### Data extract
┌──
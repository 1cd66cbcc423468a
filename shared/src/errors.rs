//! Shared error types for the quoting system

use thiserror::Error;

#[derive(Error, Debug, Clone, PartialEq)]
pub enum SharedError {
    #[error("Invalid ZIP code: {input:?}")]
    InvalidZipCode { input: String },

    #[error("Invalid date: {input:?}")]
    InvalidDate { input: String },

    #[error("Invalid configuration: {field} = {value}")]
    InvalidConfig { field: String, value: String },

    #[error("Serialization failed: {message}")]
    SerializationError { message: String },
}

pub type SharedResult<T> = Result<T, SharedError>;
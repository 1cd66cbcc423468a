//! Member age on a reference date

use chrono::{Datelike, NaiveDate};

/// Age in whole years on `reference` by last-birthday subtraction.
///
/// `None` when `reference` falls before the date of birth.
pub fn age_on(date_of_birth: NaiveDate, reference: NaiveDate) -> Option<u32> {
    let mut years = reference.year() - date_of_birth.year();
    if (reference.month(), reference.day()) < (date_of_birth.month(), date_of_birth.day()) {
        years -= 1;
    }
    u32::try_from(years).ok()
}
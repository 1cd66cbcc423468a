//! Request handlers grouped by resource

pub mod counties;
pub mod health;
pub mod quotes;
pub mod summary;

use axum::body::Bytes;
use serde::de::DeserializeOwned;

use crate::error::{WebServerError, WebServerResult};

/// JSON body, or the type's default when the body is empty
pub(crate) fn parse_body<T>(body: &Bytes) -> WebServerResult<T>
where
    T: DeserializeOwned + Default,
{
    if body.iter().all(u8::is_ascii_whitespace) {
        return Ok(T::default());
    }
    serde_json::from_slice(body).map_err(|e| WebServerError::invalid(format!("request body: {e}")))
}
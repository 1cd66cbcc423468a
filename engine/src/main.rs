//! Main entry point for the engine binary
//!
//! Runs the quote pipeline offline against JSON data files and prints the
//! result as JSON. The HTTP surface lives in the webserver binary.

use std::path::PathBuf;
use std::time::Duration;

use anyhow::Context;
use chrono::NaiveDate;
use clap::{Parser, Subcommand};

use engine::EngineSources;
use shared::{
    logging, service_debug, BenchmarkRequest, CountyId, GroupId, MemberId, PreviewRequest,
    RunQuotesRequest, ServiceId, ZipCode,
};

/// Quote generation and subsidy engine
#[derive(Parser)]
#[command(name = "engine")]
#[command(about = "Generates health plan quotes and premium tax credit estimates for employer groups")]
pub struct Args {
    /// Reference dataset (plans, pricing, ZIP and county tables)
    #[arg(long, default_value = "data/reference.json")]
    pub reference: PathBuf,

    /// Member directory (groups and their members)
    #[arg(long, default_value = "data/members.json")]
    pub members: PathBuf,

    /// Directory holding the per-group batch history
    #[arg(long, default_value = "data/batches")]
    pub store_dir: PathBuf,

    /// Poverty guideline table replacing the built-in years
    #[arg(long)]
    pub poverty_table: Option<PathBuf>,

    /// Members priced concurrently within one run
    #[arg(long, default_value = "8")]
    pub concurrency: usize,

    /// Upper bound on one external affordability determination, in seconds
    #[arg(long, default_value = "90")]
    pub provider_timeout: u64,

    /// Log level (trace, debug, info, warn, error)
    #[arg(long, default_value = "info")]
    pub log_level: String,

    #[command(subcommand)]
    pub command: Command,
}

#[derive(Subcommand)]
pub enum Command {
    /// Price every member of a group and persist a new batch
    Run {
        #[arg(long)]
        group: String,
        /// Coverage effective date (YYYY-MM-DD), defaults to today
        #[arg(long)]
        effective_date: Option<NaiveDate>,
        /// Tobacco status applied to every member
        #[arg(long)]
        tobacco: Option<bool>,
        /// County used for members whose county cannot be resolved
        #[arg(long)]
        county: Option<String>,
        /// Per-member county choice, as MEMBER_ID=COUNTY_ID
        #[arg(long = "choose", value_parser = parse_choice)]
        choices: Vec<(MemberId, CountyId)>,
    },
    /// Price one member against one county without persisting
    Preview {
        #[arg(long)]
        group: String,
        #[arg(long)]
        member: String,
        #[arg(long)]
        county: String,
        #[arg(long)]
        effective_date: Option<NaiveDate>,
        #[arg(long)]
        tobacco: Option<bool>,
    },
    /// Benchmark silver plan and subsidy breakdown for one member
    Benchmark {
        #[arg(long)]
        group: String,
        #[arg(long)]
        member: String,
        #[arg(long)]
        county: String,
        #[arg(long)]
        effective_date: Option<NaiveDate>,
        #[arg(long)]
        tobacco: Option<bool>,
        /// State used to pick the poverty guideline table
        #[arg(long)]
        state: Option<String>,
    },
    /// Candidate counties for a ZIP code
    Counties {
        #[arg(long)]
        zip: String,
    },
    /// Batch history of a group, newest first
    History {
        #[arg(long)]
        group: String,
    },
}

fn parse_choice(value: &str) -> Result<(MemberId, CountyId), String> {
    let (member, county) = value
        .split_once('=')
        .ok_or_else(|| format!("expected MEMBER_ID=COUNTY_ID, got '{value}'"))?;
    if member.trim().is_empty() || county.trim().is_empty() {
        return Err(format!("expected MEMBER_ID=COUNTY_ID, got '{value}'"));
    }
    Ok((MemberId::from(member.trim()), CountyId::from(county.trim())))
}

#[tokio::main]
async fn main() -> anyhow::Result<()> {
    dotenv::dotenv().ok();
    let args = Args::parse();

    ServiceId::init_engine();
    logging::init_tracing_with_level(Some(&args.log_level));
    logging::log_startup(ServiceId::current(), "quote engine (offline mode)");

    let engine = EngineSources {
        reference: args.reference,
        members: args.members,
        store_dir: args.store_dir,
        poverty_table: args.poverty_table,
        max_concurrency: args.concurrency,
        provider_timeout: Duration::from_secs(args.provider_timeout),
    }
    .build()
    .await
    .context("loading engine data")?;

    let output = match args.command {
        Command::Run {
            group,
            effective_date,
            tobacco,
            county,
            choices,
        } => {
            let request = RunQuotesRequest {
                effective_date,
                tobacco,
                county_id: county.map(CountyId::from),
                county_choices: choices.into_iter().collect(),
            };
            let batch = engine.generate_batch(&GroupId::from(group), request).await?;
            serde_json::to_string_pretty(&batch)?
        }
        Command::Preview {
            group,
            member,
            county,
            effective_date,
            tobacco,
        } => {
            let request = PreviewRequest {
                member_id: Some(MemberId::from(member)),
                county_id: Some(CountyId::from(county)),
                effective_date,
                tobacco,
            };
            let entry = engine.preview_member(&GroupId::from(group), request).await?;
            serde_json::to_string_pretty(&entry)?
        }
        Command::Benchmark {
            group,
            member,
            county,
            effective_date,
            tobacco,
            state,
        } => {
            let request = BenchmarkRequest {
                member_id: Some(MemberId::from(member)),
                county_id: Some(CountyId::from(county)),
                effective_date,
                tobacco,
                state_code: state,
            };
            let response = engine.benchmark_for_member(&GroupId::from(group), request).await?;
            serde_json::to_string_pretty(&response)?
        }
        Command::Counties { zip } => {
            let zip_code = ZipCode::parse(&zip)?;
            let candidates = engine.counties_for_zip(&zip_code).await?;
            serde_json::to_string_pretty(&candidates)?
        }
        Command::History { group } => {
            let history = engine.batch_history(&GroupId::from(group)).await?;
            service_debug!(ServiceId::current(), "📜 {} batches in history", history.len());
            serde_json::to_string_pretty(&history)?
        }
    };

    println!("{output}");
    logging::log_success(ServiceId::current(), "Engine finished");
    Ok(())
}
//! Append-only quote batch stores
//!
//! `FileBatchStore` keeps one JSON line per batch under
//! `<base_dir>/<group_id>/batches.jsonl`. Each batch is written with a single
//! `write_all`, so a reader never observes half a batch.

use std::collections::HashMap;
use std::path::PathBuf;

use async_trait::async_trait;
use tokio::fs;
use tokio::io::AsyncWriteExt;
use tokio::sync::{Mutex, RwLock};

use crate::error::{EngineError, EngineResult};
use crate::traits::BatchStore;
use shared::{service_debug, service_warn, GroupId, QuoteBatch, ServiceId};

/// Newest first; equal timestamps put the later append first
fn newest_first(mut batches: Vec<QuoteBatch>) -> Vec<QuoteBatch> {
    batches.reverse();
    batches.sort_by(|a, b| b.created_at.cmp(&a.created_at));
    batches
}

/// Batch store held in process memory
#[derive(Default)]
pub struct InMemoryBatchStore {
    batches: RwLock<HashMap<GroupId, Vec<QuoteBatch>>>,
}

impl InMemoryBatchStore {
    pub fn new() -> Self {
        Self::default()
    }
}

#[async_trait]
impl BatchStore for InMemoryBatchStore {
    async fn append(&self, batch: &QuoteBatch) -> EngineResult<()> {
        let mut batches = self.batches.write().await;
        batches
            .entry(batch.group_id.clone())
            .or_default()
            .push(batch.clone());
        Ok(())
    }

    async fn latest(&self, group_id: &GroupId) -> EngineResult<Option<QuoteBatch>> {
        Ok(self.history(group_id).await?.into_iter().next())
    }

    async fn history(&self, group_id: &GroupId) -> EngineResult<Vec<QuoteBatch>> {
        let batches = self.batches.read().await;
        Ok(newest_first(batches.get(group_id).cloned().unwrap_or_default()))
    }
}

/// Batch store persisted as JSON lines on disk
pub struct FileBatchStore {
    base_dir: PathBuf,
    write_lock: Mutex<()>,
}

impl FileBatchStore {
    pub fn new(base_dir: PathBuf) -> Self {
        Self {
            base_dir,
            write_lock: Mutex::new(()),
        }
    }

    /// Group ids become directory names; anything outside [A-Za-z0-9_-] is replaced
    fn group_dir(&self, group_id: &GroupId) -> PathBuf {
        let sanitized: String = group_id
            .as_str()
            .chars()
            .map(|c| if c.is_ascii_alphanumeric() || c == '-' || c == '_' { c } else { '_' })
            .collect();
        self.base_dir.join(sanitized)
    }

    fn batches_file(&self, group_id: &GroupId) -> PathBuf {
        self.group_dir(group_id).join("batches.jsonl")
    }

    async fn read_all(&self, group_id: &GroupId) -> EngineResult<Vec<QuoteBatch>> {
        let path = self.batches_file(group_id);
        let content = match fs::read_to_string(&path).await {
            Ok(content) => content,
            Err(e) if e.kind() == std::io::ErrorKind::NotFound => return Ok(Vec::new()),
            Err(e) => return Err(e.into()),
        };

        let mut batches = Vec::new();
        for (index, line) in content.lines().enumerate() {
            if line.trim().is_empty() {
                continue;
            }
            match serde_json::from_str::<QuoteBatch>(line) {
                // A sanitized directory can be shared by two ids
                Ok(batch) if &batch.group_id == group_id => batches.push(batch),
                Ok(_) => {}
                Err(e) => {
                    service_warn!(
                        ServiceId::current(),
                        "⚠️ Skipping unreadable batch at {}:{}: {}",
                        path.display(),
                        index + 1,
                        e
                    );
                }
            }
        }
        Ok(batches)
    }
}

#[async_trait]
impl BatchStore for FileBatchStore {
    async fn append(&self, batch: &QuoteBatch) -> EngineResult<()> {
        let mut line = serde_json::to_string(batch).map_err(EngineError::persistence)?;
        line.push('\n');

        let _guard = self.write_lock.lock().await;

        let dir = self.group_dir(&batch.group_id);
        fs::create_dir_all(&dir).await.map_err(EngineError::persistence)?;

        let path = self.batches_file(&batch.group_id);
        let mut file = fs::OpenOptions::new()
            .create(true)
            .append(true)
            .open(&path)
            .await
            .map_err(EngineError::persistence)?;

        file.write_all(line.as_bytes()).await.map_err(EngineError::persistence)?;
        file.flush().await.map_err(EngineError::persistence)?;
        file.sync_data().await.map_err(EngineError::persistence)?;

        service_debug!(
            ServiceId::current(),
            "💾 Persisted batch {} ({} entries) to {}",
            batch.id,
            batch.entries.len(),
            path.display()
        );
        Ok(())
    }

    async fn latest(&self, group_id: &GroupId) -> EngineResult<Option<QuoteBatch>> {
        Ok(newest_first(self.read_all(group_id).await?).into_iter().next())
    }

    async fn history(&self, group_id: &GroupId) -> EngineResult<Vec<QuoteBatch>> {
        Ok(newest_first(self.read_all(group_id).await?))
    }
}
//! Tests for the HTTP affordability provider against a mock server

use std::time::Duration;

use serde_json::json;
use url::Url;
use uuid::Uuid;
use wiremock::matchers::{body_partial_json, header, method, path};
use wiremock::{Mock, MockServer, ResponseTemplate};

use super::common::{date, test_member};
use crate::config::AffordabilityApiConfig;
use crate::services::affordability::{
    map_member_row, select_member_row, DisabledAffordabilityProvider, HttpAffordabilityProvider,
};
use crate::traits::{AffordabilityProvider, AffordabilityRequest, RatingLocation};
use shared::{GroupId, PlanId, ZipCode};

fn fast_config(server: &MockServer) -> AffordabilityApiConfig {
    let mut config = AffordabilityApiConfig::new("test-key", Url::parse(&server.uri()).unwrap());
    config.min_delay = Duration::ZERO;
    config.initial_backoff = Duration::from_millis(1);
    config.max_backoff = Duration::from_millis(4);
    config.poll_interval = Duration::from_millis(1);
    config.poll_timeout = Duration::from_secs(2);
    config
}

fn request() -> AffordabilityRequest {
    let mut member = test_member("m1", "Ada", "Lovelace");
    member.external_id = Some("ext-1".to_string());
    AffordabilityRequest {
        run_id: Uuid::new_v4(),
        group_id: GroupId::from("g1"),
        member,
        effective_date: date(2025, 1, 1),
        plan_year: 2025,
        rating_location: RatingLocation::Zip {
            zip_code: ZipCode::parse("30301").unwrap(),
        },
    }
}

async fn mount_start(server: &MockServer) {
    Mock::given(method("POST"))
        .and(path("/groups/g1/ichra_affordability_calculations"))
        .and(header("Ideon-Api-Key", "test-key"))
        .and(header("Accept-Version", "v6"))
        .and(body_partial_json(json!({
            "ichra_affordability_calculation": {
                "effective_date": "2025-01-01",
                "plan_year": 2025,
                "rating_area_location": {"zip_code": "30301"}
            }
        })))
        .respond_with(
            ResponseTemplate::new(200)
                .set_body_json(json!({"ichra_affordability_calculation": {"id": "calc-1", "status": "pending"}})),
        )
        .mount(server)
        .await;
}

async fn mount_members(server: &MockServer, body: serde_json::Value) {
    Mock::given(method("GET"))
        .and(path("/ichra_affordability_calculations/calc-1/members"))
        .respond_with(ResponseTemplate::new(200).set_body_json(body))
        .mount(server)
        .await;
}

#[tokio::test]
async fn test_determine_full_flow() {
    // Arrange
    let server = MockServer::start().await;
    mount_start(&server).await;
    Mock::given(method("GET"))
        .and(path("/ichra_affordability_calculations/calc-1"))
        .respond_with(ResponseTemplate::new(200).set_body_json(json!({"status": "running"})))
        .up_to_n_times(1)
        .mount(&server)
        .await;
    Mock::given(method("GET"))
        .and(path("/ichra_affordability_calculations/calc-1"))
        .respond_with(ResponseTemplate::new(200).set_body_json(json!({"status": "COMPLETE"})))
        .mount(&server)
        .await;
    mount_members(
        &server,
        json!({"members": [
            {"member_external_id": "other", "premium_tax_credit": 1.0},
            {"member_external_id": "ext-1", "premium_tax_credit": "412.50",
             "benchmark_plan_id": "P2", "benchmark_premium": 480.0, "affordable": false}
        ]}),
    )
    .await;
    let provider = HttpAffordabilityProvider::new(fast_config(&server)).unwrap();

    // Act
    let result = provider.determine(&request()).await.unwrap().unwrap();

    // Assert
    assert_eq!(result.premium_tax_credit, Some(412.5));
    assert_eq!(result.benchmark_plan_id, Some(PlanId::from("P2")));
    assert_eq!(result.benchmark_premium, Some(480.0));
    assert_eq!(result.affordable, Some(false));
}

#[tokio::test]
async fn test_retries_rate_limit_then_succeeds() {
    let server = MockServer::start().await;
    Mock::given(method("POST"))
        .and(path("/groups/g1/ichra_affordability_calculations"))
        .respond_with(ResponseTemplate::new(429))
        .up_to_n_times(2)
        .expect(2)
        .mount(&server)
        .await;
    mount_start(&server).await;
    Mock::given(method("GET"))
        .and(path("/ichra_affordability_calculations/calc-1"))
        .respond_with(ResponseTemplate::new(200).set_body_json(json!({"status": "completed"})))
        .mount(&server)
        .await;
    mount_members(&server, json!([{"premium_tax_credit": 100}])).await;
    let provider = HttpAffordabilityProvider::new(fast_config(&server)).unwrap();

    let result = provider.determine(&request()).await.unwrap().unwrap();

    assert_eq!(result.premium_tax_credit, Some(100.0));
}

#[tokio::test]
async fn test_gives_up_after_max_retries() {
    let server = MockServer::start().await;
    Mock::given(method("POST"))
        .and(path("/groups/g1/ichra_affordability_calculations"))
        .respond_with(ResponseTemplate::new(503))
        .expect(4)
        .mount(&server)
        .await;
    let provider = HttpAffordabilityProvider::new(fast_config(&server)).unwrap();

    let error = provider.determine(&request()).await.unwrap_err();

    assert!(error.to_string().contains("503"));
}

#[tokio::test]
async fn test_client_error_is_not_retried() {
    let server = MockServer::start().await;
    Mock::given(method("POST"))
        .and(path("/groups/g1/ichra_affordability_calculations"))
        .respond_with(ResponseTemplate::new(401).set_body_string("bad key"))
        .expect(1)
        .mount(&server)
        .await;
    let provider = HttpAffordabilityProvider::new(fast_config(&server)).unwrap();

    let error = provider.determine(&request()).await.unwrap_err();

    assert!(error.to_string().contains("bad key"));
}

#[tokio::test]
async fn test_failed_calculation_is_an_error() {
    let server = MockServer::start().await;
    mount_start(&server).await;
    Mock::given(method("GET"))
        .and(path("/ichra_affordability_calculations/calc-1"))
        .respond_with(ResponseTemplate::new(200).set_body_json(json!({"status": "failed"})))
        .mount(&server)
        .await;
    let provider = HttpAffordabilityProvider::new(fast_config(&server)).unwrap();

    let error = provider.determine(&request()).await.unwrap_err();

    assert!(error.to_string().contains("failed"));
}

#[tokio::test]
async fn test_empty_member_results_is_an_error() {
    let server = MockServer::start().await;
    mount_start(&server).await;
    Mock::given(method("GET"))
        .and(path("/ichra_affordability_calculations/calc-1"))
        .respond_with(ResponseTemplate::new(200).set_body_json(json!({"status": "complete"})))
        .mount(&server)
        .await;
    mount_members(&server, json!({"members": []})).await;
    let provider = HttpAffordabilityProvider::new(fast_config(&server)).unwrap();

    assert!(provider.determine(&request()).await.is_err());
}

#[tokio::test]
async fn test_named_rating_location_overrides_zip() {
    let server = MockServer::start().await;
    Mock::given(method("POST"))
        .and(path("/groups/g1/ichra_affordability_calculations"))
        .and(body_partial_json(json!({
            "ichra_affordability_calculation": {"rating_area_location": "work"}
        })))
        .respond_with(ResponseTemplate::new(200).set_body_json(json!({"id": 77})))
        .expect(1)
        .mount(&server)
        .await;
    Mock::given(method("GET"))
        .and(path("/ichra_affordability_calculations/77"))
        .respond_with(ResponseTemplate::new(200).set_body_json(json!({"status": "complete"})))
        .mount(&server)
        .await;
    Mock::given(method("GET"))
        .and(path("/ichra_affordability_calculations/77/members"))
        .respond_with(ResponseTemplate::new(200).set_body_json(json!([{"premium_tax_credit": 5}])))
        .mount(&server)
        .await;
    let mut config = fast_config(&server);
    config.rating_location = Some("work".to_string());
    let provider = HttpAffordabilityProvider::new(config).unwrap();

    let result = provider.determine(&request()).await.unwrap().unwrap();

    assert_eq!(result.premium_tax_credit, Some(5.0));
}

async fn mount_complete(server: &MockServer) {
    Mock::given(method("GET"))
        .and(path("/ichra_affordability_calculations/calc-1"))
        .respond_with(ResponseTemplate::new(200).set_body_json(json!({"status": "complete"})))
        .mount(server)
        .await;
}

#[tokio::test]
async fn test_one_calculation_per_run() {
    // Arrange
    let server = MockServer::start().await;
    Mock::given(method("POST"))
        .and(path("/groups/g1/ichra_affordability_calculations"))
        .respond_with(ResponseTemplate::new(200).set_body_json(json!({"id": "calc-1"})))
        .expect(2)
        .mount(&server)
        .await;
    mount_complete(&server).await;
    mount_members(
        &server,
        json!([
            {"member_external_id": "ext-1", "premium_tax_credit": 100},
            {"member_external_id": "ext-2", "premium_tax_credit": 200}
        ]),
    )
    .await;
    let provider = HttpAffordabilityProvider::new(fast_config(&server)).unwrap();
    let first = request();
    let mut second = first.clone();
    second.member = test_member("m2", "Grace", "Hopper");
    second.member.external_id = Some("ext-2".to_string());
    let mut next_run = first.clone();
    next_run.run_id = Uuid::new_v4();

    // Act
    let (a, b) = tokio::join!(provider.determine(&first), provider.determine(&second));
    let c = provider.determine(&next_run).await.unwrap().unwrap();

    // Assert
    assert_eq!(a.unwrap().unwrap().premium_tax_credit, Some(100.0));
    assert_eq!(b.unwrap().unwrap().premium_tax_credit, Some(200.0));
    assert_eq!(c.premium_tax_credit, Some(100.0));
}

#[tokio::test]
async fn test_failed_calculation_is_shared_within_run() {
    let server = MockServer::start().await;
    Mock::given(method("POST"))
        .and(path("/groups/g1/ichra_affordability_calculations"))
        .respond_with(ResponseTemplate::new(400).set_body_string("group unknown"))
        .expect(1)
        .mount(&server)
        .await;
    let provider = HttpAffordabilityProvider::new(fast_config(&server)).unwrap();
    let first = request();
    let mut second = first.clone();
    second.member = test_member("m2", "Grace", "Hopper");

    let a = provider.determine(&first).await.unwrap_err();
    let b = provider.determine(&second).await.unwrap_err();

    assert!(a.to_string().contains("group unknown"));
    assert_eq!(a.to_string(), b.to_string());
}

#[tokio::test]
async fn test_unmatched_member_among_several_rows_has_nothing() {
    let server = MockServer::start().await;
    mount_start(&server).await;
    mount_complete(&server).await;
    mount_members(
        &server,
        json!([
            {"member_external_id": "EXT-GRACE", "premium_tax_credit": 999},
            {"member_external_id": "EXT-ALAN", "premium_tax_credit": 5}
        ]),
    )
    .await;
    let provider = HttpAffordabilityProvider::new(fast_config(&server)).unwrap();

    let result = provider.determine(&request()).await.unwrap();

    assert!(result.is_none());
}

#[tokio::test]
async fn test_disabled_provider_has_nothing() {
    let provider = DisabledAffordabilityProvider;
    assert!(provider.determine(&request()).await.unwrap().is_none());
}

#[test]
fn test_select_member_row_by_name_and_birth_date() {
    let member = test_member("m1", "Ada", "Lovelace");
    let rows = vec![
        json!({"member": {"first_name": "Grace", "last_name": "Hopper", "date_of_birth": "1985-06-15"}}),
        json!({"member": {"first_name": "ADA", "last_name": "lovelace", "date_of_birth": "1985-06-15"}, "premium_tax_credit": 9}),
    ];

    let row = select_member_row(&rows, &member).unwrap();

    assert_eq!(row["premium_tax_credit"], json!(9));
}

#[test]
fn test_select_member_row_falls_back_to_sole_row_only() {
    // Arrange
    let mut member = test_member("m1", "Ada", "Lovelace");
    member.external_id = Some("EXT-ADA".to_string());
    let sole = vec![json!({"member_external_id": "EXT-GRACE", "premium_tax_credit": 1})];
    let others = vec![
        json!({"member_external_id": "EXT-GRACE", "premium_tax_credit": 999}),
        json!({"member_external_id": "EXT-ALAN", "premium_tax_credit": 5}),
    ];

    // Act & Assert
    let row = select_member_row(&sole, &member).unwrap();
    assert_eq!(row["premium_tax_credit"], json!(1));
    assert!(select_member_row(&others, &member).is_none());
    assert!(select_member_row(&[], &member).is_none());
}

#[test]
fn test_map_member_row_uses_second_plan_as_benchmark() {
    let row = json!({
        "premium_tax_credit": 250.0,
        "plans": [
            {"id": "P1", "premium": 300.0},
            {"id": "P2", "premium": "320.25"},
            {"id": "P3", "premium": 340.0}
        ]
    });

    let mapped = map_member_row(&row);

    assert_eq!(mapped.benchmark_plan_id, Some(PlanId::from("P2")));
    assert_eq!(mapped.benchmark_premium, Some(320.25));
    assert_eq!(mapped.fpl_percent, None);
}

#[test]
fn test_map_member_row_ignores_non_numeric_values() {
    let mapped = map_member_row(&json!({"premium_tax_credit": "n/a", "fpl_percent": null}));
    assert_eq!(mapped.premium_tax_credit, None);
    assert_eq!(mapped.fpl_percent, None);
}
└──
### Work instruction
Show all of the lines above in which "BenchmarkRequest" is present.

### Exercise answer
    logging, service_debug, BenchmarkRequest, CountyId, GroupId, MemberId, PreviewRequest,
            let request = BenchmarkRequest {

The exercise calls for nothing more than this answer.